Our policy is to obtain best execution on all our portfolio transactions, which
means that we seek to have purchases and sales of portfolio securities executed
at the most favorable prices, considering all costs of the transaction including
brokerage commissions and dealer markups and markdowns and taking into account
the full range and quality of the brokers' services. Consistent with obtaining
best execution, the Fund may pay, as described below, a higher commission than
some brokers might charge on the same transaction. This policy governs the
selection of brokers or dealers and the market in which the transaction is
executed. To the extent permitted by law, we may, if considered advantageous,
make a purchase from or sale to another Lord Abbett-sponsored fund without the
intervention of any broker-dealer.

Broker-dealers are selected on the basis of their professional capability and
the value and quality of their brokerage and research services. Normally, the
selection is made by traders who are officers of the Fund and also are employees
of Lord Abbett. These traders do the trading as well for other accounts --
investment companies (of which they are also officers) and other investment
clients --managed by Lord Abbett. They are responsible for obtaining best
execution.

We pay a commission rate that we believe is appropriate to give maximum
assurance that our brokers will provide us, on a continuing basis, the highest
level of brokerage services available. While we do not always seek the lowest
possible commissions on particular trades, we believe that our commission rates
are in line with the rates that many other institutions pay. Our traders are
authorized to pay brokerage commissions in excess of those that other brokers
might accept on the same transactions in recognition of the value of the
services performed by the executing brokers, viewed in terms of either the
particular transaction or the overall responsibilities of Lord Abbett with
respect to us and the other accounts they manage. Such services include showing
us trading opportunities including blocks, a willingness and ability to take
positions in securities, knowledge of a particular security or market, proven
ability to handle a particular type of trade, confidential treatment, promptness
and reliability.

Some of our brokers also provide research services at least some of which are
useful to Lord Abbett in their overall responsibilities with respect to us and
the other accounts they manage. Research includes the furnishing of analyses and
reports concerning issuers, industries, securities, economic factors and trends,
portfolio strategy and the performance of accounts and trading equipment and
computer software packages, acquired from third-party suppliers, that enable
Lord Abbett to access various information databases. Such services may be used
by Lord Abbett in servicing all their accounts, and not all of such services
will necessarily be used by


                                       7




<PAGE>



Lord Abbett in connection with their management of the Fund; conversely, such
services furnished in connection with brokerage on other accounts managed by
Lord Abbett may be used in connection with their management of the Fund; and not
all of such services will necessarily be used by Lord Abbett in connection with
their advisory services to such other accounts. We have been advised by Lord
Abbett that research services received from brokers cannot be allocated to any
particular account, are not a substitute for Lord Abbett's services but are
supplemental to their own research effort and, when utilized, are subject to
internal analysis before being incorporated by Lord Abbett into their investment
process. As a practical matter, it would not be possible for Lord Abbett to
generate all of the information presently provided by brokers. While receipt of
research services from brokerage firms has not reduced Lord Abbett's normal
research activities, the expenses of Lord Abbett could be materially increased
if it attempted to generate such additional information through its own staff
and purchased such equipment and software packages directly from the suppliers.
No commitments are made regarding the allocation of brokerage business to or
among brokers, and trades are executed only when they are dictated by investment
decisions of the Fund to purchase or sell portfolio securities.

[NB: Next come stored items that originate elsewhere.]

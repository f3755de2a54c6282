//! Batch transactions.
//!
//! A [`Transaction`] records `get`, `put` and `post` operations and sends
//! them as one request to the batch endpoint on [`commit`](Transaction::commit).
//! Posts get a preliminary path right away, so later operations in the same
//! transaction can refer to resources that do not exist yet; the server
//! rewrites those references when it processes the batch.
//!
//! # Example
//!
//! ```no_run
//! # use agora_http::{HttpService, Resource, ResourcePath, Result};
//! # async fn example(service: HttpService, item: Resource, version: Resource) -> Result<()> {
//! let mut tx = service.transaction();
//! let item_post = tx.post(&ResourcePath::real("/organisation/"), &item)?;
//! let mut version = version;
//! if let Some(first) = &item_post.first_version_path {
//!     version.set_follows(first);
//! }
//! let version_post = tx.post(&item_post.path, &version)?;
//! let version_get = tx.get(&version_post.path)?;
//! let results = tx.commit().await?;
//! let created = &results[version_get.index];
//! # Ok(())
//! # }
//! ```

use crate::core::client::HttpService;
use crate::core::convert::{export_resource, ExportOptions};
use crate::core::error::{AgoraError, Result};
use crate::core::types::{Method, Resource, ResourcePath};
use futures::future::{BoxFuture, FutureExt};
use serde::{Serialize, Serializer};
use serde_json::Value;

fn serialize_method<S: Serializer>(method: &Method, s: S) -> std::result::Result<S::Ok, S::Error> {
    s.serialize_str(method.as_str())
}

/// One operation of a batch request.
#[derive(Clone, Debug, PartialEq, Serialize)]
pub struct BatchRequestItem {
    #[serde(serialize_with = "serialize_method")]
    pub method: Method,
    /// Target URL, or a preliminary path created earlier in the batch.
    pub path: String,
    #[serde(skip_serializing_if = "Option::is_none")]
    pub body: Option<Value>,
    /// Placeholder the server binds to the created resource.
    #[serde(skip_serializing_if = "Option::is_none")]
    pub result_path: Option<String>,
    #[serde(skip_serializing_if = "Option::is_none")]
    pub result_first_version_path: Option<String>,
}

/// Position of a recorded get or put in the batch.
#[derive(Clone, Debug, PartialEq, Eq)]
pub struct OpHandle {
    pub index: usize,
    pub path: ResourcePath,
}

/// Position and placeholders of a recorded post.
#[derive(Clone, Debug, PartialEq, Eq)]
pub struct PostHandle {
    pub index: usize,
    /// Preliminary path of the resource to be created.
    pub path: ResourcePath,
    /// Preliminary path of the first version, for items.
    pub first_version_path: Option<ResourcePath>,
}

/// Recorder for one batch request. Unusable after `commit`.
pub struct Transaction {
    service: HttpService,
    ops: Vec<BatchRequestItem>,
    committed: bool,
}

impl Transaction {
    pub(crate) fn new(service: HttpService) -> Self {
        Self {
            service,
            ops: Vec::new(),
            committed: false,
        }
    }

    fn ensure_open(&self) -> Result<()> {
        if self.committed {
            Err(AgoraError::TransactionClosed)
        } else {
            Ok(())
        }
    }

    fn target(&self, path: &ResourcePath) -> String {
        match path {
            ResourcePath::Real(p) => self.service.url(p),
            ResourcePath::Preliminary(_) => path.to_string(),
        }
    }

    fn push(&mut self, item: BatchRequestItem) -> usize {
        self.ops.push(item);
        self.ops.len() - 1
    }

    /// Record a read.
    pub fn get(&mut self, path: &ResourcePath) -> Result<OpHandle> {
        self.ensure_open()?;
        let index = self.push(BatchRequestItem {
            method: Method::Get,
            path: self.target(path),
            body: None,
            result_path: None,
            result_first_version_path: None,
        });
        Ok(OpHandle {
            index,
            path: path.clone(),
        })
    }

    /// Record a write to an existing resource.
    pub fn put(&mut self, path: &ResourcePath, resource: &Resource) -> Result<OpHandle> {
        self.ensure_open()?;
        let body = export_resource(self.service.meta(), resource, ExportOptions::default())?;
        let index = self.push(BatchRequestItem {
            method: Method::Put,
            path: self.target(path),
            body: Some(body),
            result_path: None,
            result_first_version_path: None,
        });
        Ok(OpHandle {
            index,
            path: path.clone(),
        })
    }

    /// Record a create under `parent`.
    ///
    /// Keeps a preliminary path already set on `resource`, otherwise allocates
    /// one. Items also get a first-version placeholder.
    pub fn post(&mut self, parent: &ResourcePath, resource: &Resource) -> Result<PostHandle> {
        self.ensure_open()?;
        let names = self.service.names();
        let path = if resource.path.is_preliminary() {
            resource.path.clone()
        } else {
            names.next_preliminary()
        };
        let first_version_path = if self.service.meta().is_item(&resource.content_type) {
            Some(
                resource
                    .first_version_path
                    .clone()
                    .filter(ResourcePath::is_preliminary)
                    .unwrap_or_else(|| names.next_preliminary()),
            )
        } else {
            None
        };

        let body = export_resource(
            self.service.meta(),
            resource,
            ExportOptions {
                creating: true,
                ..Default::default()
            },
        )?;
        let index = self.push(BatchRequestItem {
            method: Method::Post,
            path: self.target(parent),
            body: Some(body),
            result_path: Some(path.to_string()),
            result_first_version_path: first_version_path.as_ref().map(ToString::to_string),
        });
        Ok(PostHandle {
            index,
            path,
            first_version_path,
        })
    }

    /// Number of recorded operations.
    pub fn len(&self) -> usize {
        self.ops.len()
    }

    pub fn is_empty(&self) -> bool {
        self.ops.is_empty()
    }

    pub fn is_committed(&self) -> bool {
        self.committed
    }

    /// Send all recorded operations as one batch.
    ///
    /// The transaction is closed as soon as this is called, before the
    /// request goes out. The results come back in submission order; index
    /// them with the handles returned when recording.
    pub fn commit(&mut self) -> BoxFuture<'static, Result<Vec<Resource>>> {
        if self.committed {
            return futures::future::ready(Err(AgoraError::TransactionClosed)).boxed();
        }
        self.committed = true;
        let ops = std::mem::take(&mut self.ops);
        let service = self.service.clone();
        async move { service.send_batch(ops).await }.boxed()
    }
}

impl std::fmt::Debug for Transaction {
    fn fmt(&self, f: &mut std::fmt::Formatter<'_>) -> std::fmt::Result {
        f.debug_struct("Transaction")
            .field("ops", &self.ops.len())
            .field("committed", &self.committed)
            .finish()
    }
}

If two or more broker-dealers are considered capable of offering the equivalent
likelihood of best execution, the broker-dealer who has sold our shares and/or
shares of other Lord Abbett-sponsored funds may be preferred.

If other clients of Lord Abbett buy or sell the same security at the same time
as we do, transactions will, to the extent practicable, be allocated among all
participating accounts in proportion to the amount of each order and will be
executed daily until filled so that each account shares the average price and
commission cost of each day. Other clients who direct that their brokerage
business be placed with specific brokers or who invest through wrap accounts
introduced to Lord Abbett by certain brokers may not participate with us in the
buying and selling of the same securities as described above. If these clients
wish to buy or sell the same security as we do, they may have their transactions
executed at times different from our transactions and thus may not receive the
same price or incur the same commission cost as we do.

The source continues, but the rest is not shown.